Christine Eads spends her day talking to Sirius XM Radio listeners about Hollywood happenings, current events, even the latest TV shows.
"I have to watch television and read magazines, and it's just horrible," said Eads.
But what played out in her real life was more like a bad soap opera. After years of irregular periods, night sweats and dozens of doctor's visits, even being told she might have a sexually transmitted disease. She finally received the correct diagnosis: menopause at 26.
"It turns out sometimes young women, even teenagers, can have the signs and symptoms of menopause develop," said Dr. Lawrence Nelson, a reproductive endocrinologist.
Primary Ovarian Insufficiency (POI) affects one out of every 1,000 women between 15 and 29 years old. The ovaries don't work right. A simple blood test can determine if you have it, but it's often misdiagnosed for years.
Eads enrolled in a National Institutes of Health study. She wore a patch that pumped her full of estrogen and testosterone to regulate her hormones.
A breakthrough in a study done by Dr. Nelson found 73 percent of women with POI may still be able to have a baby.
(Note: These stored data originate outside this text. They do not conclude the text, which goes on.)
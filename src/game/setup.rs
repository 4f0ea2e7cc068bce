//! Game Setup
//!
//! Places the weapons, draws the hidden solution, deals the remaining cards
//! and draws the starting player. All randomness comes from the injected
//! [`RandomSource`].

use serde::{Serialize, Deserialize};
use tracing::debug;

use crate::core::rng::RandomSource;
use crate::error::{GameError, GameResult};
use crate::game::board::Board;
use crate::game::card::{Card, CardValue, Solution};
use crate::game::room::RoomId;
use crate::game::suspect::{Notebook, PlayerState, SuspectName, Weapon};

/// Setup configuration.
#[derive(Clone, Debug, PartialEq, Eq, Serialize, Deserialize)]
pub struct SetupConfig {
    /// Room draws allowed per weapon before placement gives up
    pub max_placement_attempts: u32,
}

impl Default for SetupConfig {
    fn default() -> Self {
        Self {
            max_placement_attempts: 256,
        }
    }
}

/// Everything setup decided.
#[derive(Clone, Debug, PartialEq, Eq, Serialize, Deserialize)]
pub struct SetupOutcome {
    /// The hidden triple
    pub solution: Solution,

    /// Every card in play, solution cards flagged
    pub deck: Vec<Card>,

    /// Room each weapon was placed in
    pub placements: Vec<(Weapon, RoomId)>,

    /// Number of cards dealt to each player, by player index
    pub hand_sizes: Vec<usize>,

    /// Index of the player who moves first
    pub first_player: usize,
}

/// Run setup over a board and its players.
///
/// Fails with [`GameError::Setup`] when any of suspects, weapons, rooms or
/// players is empty, or when weapons cannot be placed. Nothing is changed on
/// failure.
pub fn initialize<R: RandomSource>(
    board: &mut Board,
    suspects: &[SuspectName],
    players: &mut [PlayerState],
    rng: &mut R,
    config: &SetupConfig,
) -> GameResult<SetupOutcome> {
    if suspects.is_empty() {
        return Err(GameError::Setup("no suspects".into()));
    }
    if board.weapons().is_empty() {
        return Err(GameError::Setup("no weapons".into()));
    }
    if board.rooms().is_empty() {
        return Err(GameError::Setup("no rooms".into()));
    }
    if players.is_empty() {
        return Err(GameError::Setup("no players".into()));
    }

    let placements = board.distribute_weapons(rng, config.max_placement_attempts)?;

    let solution = choose_solution(board, suspects, rng)?;
    debug!("Solution drawn");

    let deck: Vec<CardValue> = suspects
        .iter()
        .map(|s| CardValue::Suspect(*s))
        .chain(board.weapons().iter().map(|w| CardValue::Weapon(*w)))
        .chain(board.rooms().iter().map(|r| CardValue::Room(r.id)))
        .collect();

    let full_deck: Vec<Card> = deck
        .iter()
        .map(|value| Card {
            value: *value,
            is_solution: solution.contains(*value),
        })
        .collect();

    let mut remainder: Vec<Card> = full_deck.iter().copied().filter(|c| !c.is_solution).collect();
    rng.shuffle(&mut remainder);

    for player in players.iter_mut() {
        player.cards.clear();
        player.notebook = Notebook::new(deck.iter().copied());
    }

    let count = players.len();
    let mut hand_sizes = vec![0; count];
    for (i, card) in remainder.into_iter().enumerate() {
        players[i % count].receive(card);
        hand_sizes[i % count] += 1;
    }
    for (player, size) in players.iter().zip(&hand_sizes) {
        debug!("Dealt {} cards to {}", size, player.name());
    }

    let first_player = rng
        .choose_index(count)
        .ok_or_else(|| GameError::Setup("no players".into()))?;
    debug!("{} moves first", players[first_player].name());

    Ok(SetupOutcome {
        solution,
        deck: full_deck,
        placements,
        hand_sizes,
        first_player,
    })
}

/// Three independent uniform draws: suspect, weapon, room.
fn choose_solution<R: RandomSource>(
    board: &Board,
    suspects: &[SuspectName],
    rng: &mut R,
) -> GameResult<Solution> {
    let missing = || GameError::Setup("cannot draw a solution from an empty list".into());

    let suspect = suspects[rng.choose_index(suspects.len()).ok_or_else(missing)?];
    let weapon = board.weapons()[rng.choose_index(board.weapons().len()).ok_or_else(missing)?];
    let room = board.rooms()[rng.choose_index(board.rooms().len()).ok_or_else(missing)?].id;

    Ok(Solution {
        suspect,
        weapon,
        room,
    })
}

// =============================================================================
// TESTS
// =============================================================================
"Most of them still have the capability of the ovary to work again, it's just that something is keeping it from working normally," said Nelson.
Not only did the patch help Eads with her POI, she had a baby boy.
"He's a very cool kid. He's eight now. Yeah, he is amazing. I am so lucky," said Eads.
Nelson says women with POI are also more at risk for developing osteoporosis later in life.